While most folks around Seattle have shifted their November focus to ST3, there’s another major project that comes up for a vote before that worth noting: The Alaskan Way Elevated Park.
Seattle voters will decided on August 3 whether or not the city builds a one-mile "garden bridge” between Pike Place Market and CenturyLink Field along the path the Alaskan Way Viaduct currently runs.
As the PSBJ reports, the Initiative-123 campaign that backs the elevated park seems to be running into confusion at a few turns along the way.
For six years, the people behind the city's at-grade park along Seattle's central shore have promoted their plan with the "Waterfront for All" slogan.
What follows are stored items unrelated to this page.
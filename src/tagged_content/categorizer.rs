use std::collections::HashMap;

use crate::tagged_content::{TagGroup, TaggedContent};
use crate::tags::TagRow;

/// groups excerpts under the tag they're filed under.
///
/// Groups come out in the order their tag first shows up in `contents`, and each group keeps its
/// excerpts in input order. Tags without excerpts get no group. Excerpts whose tag isn't in
/// `tags_by_id` are dropped, since there's nothing to label their group with
pub fn categorize(
    contents: Vec<TaggedContent>,
    tags_by_id: &HashMap<u32, TagRow>,
) -> Vec<TagGroup> {
    let mut groups: Vec<TagGroup> = Vec::new();
    let mut group_index: HashMap<u32, usize> = HashMap::new();
    for content in contents {
        let Some(tag) = tags_by_id.get(&content.tag_id) else {
            log::debug!(
                "Skipping tagged content {} because tag {} is unknown",
                content.id,
                content.tag_id
            );
            continue;
        };
        let index = *group_index.entry(tag.id).or_insert_with(|| {
            groups.push(TagGroup {
                tag_id: tag.id,
                name: tag.name.clone(),
                color: tag.color.clone(),
                contents: Vec::new(),
            });
            groups.len() - 1
        });
        groups[index].contents.push(content);
    }
    groups
}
When rivals took their competing plan for an elevated waterfront park to citizens last year, they called their proposal "A Waterfront for All."
That slogan no longer appears on the I-123 website but there’s also the issue that the elevated park could be confusing to voters with what’s already planned along this route: a 2-mile-long promenade that runs the water’s edge. That at-grade park has the city’s backing and, according to one Friends of Waterfront Seattle board member, overwhelming community support. However, uninformed voters might think the two options are one and the same when they go to the ballots.
Also working against I-123 appears to be the financial side. According to public disclosure statements, No on I-123 had raised just over $225,100 while Yes on I-123 is over $100,000 in debt.
Add to that the fact that wealthy former I-123 backer Martin Selig is now donating to the No cause because the current plan veered so far from the original version and the odds are stacking up against the I-123 proposal.